From July 1975 to December 1982, 358 patients were referred to the Surgery Branch of the National Cancer Institute (NCI) with the diagnosis of soft tissue sarcoma of the extremities. Two hundred eleven of these patients presented with resectable, localized high‐grade soft‐tissue sarcomas and have been included in the present analysis of the management and outcome of patients with high‐grade soft tissue sarcomas of the extremity treated at the NCI. One hundred forty‐seven of these 211 patients have been included in randomized prospective trials.

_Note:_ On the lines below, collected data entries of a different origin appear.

#[cfg(test)]
mod tests {
    use super::*;
    use crate::mock::MockServer;
    use assetvault_common::AssetType;
    use std::time::Duration;
    use tempfile::TempDir;

    fn sample() -> Arc<Asset> {
        Arc::new(Asset::new(AssetId::new(), AssetType::OBJECT, vec![5u8; 128]).with_name("crate"))
    }

    struct Fixture {
        dir: TempDir,
        store: Arc<DiskStore>,
        wal: Arc<WriteIntentLog>,
    }

    impl Fixture {
        fn new(slots: usize) -> Self {
            let dir = TempDir::new().unwrap();
            let store = Arc::new(DiskStore::open(dir.path().join("cache")));
            let wal = Arc::new(
                WriteIntentLog::open_or_create(dir.path().join("intent.wal"), slots).unwrap(),
            );
            Self { dir, store, wal }
        }

        async fn writer(&self, groups: Vec<Vec<Arc<dyn AssetServer>>>) -> AssetWriter {
            AssetWriter::open(
                Arc::clone(&self.store),
                Some(Arc::clone(&self.wal)),
                Arc::new(BackendTopology::new(groups).unwrap()),
            )
            .await
            .unwrap()
        }

        /// Drop everything and reopen the store and log from disk
        fn restart(self) -> Self {
            let Self { dir, store, wal } = self;
            let slots = wal.slot_count();
            drop(store);
            drop(wal);
            let store = Arc::new(DiskStore::open(dir.path().join("cache")));
            let wal = Arc::new(
                WriteIntentLog::open_or_create(dir.path().join("intent.wal"), slots).unwrap(),
            );
            Self { dir, store, wal }
        }
    }

    fn failing(name: &str) -> Arc<MockServer> {
        Arc::new(MockServer::new(name).failing(BackendError::Transport("connection refused".into())))
    }

    #[tokio::test]
    async fn test_put_replicates_and_clears_slot() {
        let fixture = Fixture::new(8);
        let s1 = Arc::new(MockServer::new("s1"));
        let writer = fixture.writer(vec![vec![s1.handle()]]).await;
        let asset = sample();

        writer.put(Arc::clone(&asset)).await.unwrap();

        assert!(fixture.store.contains(asset.id));
        assert!(s1.holds(asset.id));
        assert_eq!(fixture.wal.in_use(), 0);
    }

    #[tokio::test]
    async fn test_nil_id_rejected() {
        let fixture = Fixture::new(8);
        let writer = fixture.writer(vec![]).await;
        let asset = Arc::new(Asset::new(AssetId::NIL, AssetType::OBJECT, vec![1u8]));

        assert!(matches!(writer.put(asset).await, Err(Error::InvalidArgument(_))));
    }

    #[tokio::test]
    async fn test_duplicate_write_keeps_first_content() {
        let fixture = Fixture::new(8);
        let writer = fixture.writer(vec![vec![MockServer::new("s1").shared()]]).await;
        let first = sample();
        let second = Arc::new(Asset::new(first.id, AssetType::OBJECT, vec![9u8; 4]));

        writer.put(Arc::clone(&first)).await.unwrap();
        let err = writer.put(second).await.unwrap_err();
        assert!(matches!(err, Error::AlreadyExists(id) if id == first.id));

        assert_eq!(fixture.store.get(first.id).unwrap().data, first.data);
    }

    #[tokio::test]
    async fn test_no_upstream_is_local_only() {
        let fixture = Fixture::new(8);
        let writer = fixture.writer(vec![]).await;
        let asset = sample();

        writer.put(Arc::clone(&asset)).await.unwrap();
        assert!(fixture.store.contains(asset.id));
        assert_eq!(fixture.wal.in_use(), 0);
    }

    #[tokio::test]
    async fn test_serial_fallback_order() {
        let fixture = Fixture::new(8);
        let s1 = failing("s1");
        let s2 = Arc::new(MockServer::new("s2"));
        let s3 = Arc::new(MockServer::new("s3"));
        let writer = fixture
            .writer(vec![vec![s1.handle()], vec![s2.handle()], vec![s3.handle()]])
            .await;
        let asset = sample();

        writer.put(Arc::clone(&asset)).await.unwrap();

        assert_eq!(s1.stores(), 1);
        assert!(s2.holds(asset.id));
        assert_eq!(s3.stores(), 0);
    }

    #[tokio::test]
    async fn test_parallel_group_needs_every_backend() {
        let fixture = Fixture::new(8);
        let bad = failing("bad");
        let good = Arc::new(MockServer::new("good"));
        let fallback = Arc::new(MockServer::new("fallback"));
        let writer = fixture
            .writer(vec![vec![bad.handle(), good.handle()], vec![fallback.handle()]])
            .await;
        let asset = sample();

        writer.put(Arc::clone(&asset)).await.unwrap();

        // Both members were tried; the partial success did not satisfy the group
        assert_eq!(bad.stores(), 1);
        assert!(good.holds(asset.id));
        assert!(fallback.holds(asset.id));
    }

    #[tokio::test]
    async fn test_aggregate_error_lists_every_cause() {
        let fixture = Fixture::new(8);
        let bundled = Arc::new(MockServer::new("bundled").failing(BackendError::Multiple(vec![
            BackendError::Transport("timeout".into()),
            BackendError::WriteFailed("quota".into()),
        ])));
        let writer = fixture
            .writer(vec![vec![failing("s1").handle(), bundled.handle()], vec![failing("s2").handle()]])
            .await;
        let asset = sample();

        let err = writer.put(Arc::clone(&asset)).await.unwrap_err();
        let failures = err.backend_failures();
        assert_eq!(failures.len(), 4);
        let names: Vec<_> = failures.iter().map(|f| f.backend.as_str()).collect();
        assert_eq!(names, ["s1", "bundled", "bundled", "s2"]);

        // The local copy stays and the slot is released
        assert!(fixture.store.contains(asset.id));
        assert_eq!(fixture.wal.in_use(), 0);
    }

    #[tokio::test]
    async fn test_repeated_failures_never_exhaust_slots() {
        let fixture = Fixture::new(4);
        let writer = fixture.writer(vec![vec![failing("s1").handle()]]).await;

        for _ in 0..3 {
            let err = writer.put(sample()).await.unwrap_err();
            assert!(matches!(err, Error::Replication { .. }));
            assert!(!err.is_capacity());
        }
        assert_eq!(fixture.wal.in_use(), 0);
    }

    #[tokio::test(flavor = "multi_thread", worker_threads = 4)]
    async fn test_capacity_error_when_all_slots_pending() {
        let fixture = Fixture::new(4);
        let stuck = Arc::new(MockServer::new("stuck").with_delay(Duration::from_secs(60)));
        let writer = Arc::new(fixture.writer(vec![vec![stuck.handle()]]).await);

        let mut tasks = Vec::new();
        for _ in 0..4 {
            let writer = Arc::clone(&writer);
            tasks.push(tokio::spawn(async move { writer.put(sample()).await }));
        }

        tokio::time::timeout(Duration::from_secs(10), async {
            while fixture.wal.in_use() < 4 {
                tokio::time::sleep(Duration::from_millis(10)).await;
            }
        })
        .await
        .unwrap();

        let err = writer.put(sample()).await.unwrap_err();
        assert!(matches!(err, Error::WriteCacheFull { slots: 4 }));

        for task in tasks {
            task.abort();
        }
    }

    #[tokio::test(flavor = "multi_thread", worker_threads = 4)]
    async fn test_abandoned_put_still_releases_slot() {
        let fixture = Fixture::new(2);
        let slow = Arc::new(MockServer::new("slow").with_delay(Duration::from_millis(300)));
        let writer = fixture.writer(vec![vec![slow.handle()]]).await;

        for _ in 0..2 {
            let result = tokio::time::timeout(Duration::from_millis(50), writer.put(sample())).await;
            assert!(result.is_err());
        }

        tokio::time::timeout(Duration::from_secs(10), async {
            while fixture.wal.in_use() > 0 {
                tokio::time::sleep(Duration::from_millis(10)).await;
            }
        })
        .await
        .unwrap();
        assert_eq!(slow.stores(), 2);

        // Both slots are free again, so a healthy write is accepted
        let asset = sample();
        writer.put(Arc::clone(&asset)).await.unwrap();
        assert!(slow.holds(asset.id));
        assert_eq!(fixture.wal.in_use(), 0);
    }

    #[tokio::test(flavor = "multi_thread", worker_threads = 4)]
    async fn test_concurrent_same_id_runs_once() {
        let fixture = Fixture::new(8);
        let slow = Arc::new(MockServer::new("slow").with_delay(Duration::from_millis(200)));
        let writer = Arc::new(fixture.writer(vec![vec![slow.handle()]]).await);
        let asset = sample();

        let mut tasks = Vec::new();
        for _ in 0..3 {
            let writer = Arc::clone(&writer);
            let asset = Arc::clone(&asset);
            tasks.push(tokio::spawn(async move { writer.put(asset).await }));
        }
        for task in tasks {
            // A straggler arriving after the owner finished sees the stored copy
            match task.await.unwrap() {
                Ok(()) | Err(Error::AlreadyExists(_)) => {}
                Err(e) => panic!("unexpected write error: {e}"),
            }
        }

        assert_eq!(slow.stores(), 1);
        assert!(slow.holds(asset.id));
    }

    #[tokio::test]
    async fn test_replay_resends_pending_upload() {
        let fixture = Fixture::new(8);
        let asset = sample();
        // Crash between the slot claim and the upstream write
        fixture.store.put(Arc::clone(&asset)).unwrap();
        let _slot = fixture.wal.allocate(asset.id).unwrap();

        let fixture = fixture.restart();
        assert_eq!(fixture.wal.pending_count(), 1);
        let s1 = Arc::new(MockServer::new("s1"));
        let writer = fixture.writer(vec![vec![s1.handle()]]).await;

        assert_eq!(
            writer.replay_report(),
            ReplayReport {
                resent: 1,
                ..ReplayReport::default()
            }
        );
        assert!(s1.holds(asset.id));
        assert_eq!(fixture.wal.in_use(), 0);
    }

    #[tokio::test]
    async fn test_replay_accepts_already_exists() {
        let fixture = Fixture::new(8);
        let asset = sample();
        fixture.store.put(Arc::clone(&asset)).unwrap();
        let _slot = fixture.wal.allocate(asset.id).unwrap();

        let fixture = fixture.restart();
        let s1 = Arc::new(MockServer::new("s1").with_asset((*asset).clone()));
        let writer = fixture.writer(vec![vec![s1.handle()]]).await;

        assert_eq!(writer.replay_report().already_upstream, 1);
        assert_eq!(fixture.wal.in_use(), 0);
    }

    #[tokio::test]
    async fn test_replay_drops_slot_without_local_copy() {
        let fixture = Fixture::new(8);
        let _slot = fixture.wal.allocate(AssetId::new()).unwrap();

        let fixture = fixture.restart();
        let s1 = Arc::new(MockServer::new("s1"));
        let writer = fixture.writer(vec![vec![s1.handle()]]).await;

        assert_eq!(writer.replay_report().missing_locally, 1);
        assert_eq!(s1.stores(), 0);
        assert_eq!(fixture.wal.in_use(), 0);
    }

    #[tokio::test]
    async fn test_replay_failure_keeps_slot_pending() {
        let fixture = Fixture::new(8);
        let asset = sample();
        fixture.store.put(Arc::clone(&asset)).unwrap();
        let _slot = fixture.wal.allocate(asset.id).unwrap();

        let fixture = fixture.restart();
        let writer = fixture.writer(vec![vec![failing("s1").handle()]]).await;
        assert_eq!(writer.replay_report().still_pending, 1);
        assert_eq!(fixture.wal.in_use(), 1);
        drop(writer);

        // Still there after another restart
        let fixture = fixture.restart();
        assert_eq!(fixture.wal.pending_count(), 1);
    }

    #[tokio::test]
    async fn test_replay_without_upstream_is_fatal() {
        let fixture = Fixture::new(8);
        let asset = sample();
        fixture.store.put(Arc::clone(&asset)).unwrap();
        let _slot = fixture.wal.allocate(asset.id).unwrap();

        let fixture = fixture.restart();
        let result = AssetWriter::open(
            Arc::clone(&fixture.store),
            Some(Arc::clone(&fixture.wal)),
            Arc::new(BackendTopology::empty()),
        )
        .await;
        assert!(matches!(result, Err(Error::Configuration(_))));
    }

    #[tokio::test]
    async fn test_replay_with_disabled_store_is_fatal() {
        let fixture = Fixture::new(8);
        let _slot = fixture.wal.allocate(AssetId::new()).unwrap();

        let fixture = fixture.restart();
        let result = AssetWriter::open(
            Arc::new(DiskStore::disabled(fixture.dir.path().join("cache"), "test")),
            Some(Arc::clone(&fixture.wal)),
            Arc::new(BackendTopology::new(vec![vec![MockServer::new("s1").shared()]]).unwrap()),
        )
        .await;
        assert!(matches!(result, Err(Error::Configuration(_))));
    }
}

The remaining 64 patients in this analysis have been followed at the NCI, but were not included in randomized trials because of patient refusal or ineligibility. Tumor size was identified as a highly significant prognostic variable for disease‐free and overall survival (P₂ = 0.00001 and 0.0081, respectively). Tumor site, histologic type, and microscopic margins of resection were not significant prognostic variables. There was no difference between patients undergoing amputation compared to those undergoing limb‐sparing procedures plus postoperative radiotherapy in disease‐free or overall survival for all 211 patients in this study (P₂ = 0.068 and 0.131, respectively). A significantly greater frequency of local failure among patients treated by local excision was noted compared to patients undergoing amputation (12/128 versus 0/83, P₂ = 0.004), but this did not result in decreased overall survival in patients undergoing combined modality limb‐sparing procedures. Adjuvant chemotherapy significantly prolonged disease‐free survival (P₂ = 0.005) for the 124/211 patients treated with adjuvant chemotherapy, although analysis of overall survival did not reveal a significant increase (P₂ = 0.10). In a subset of 65 patients included in a prospective randomized trial evaluating the efficacy of adjuvant chemotherapy, a significant improvement in both disease‐free (P₂ = 0.033) and overall (P₂ = 0.055) survival was seen in patients receiving chemotherapy. Sixty‐five patients developed recurrent disease (65/211, 31%) and 42 of these patients were rendered disease‐free surgically. Survival from the time of first recurrence was significantly prolonged among the 42 patients who were rendered disease‐free (median survival, 31 months) compared to those who were not (median survival, 9 months, P₂ < 0.001) Cancer 58:190–205, 1986.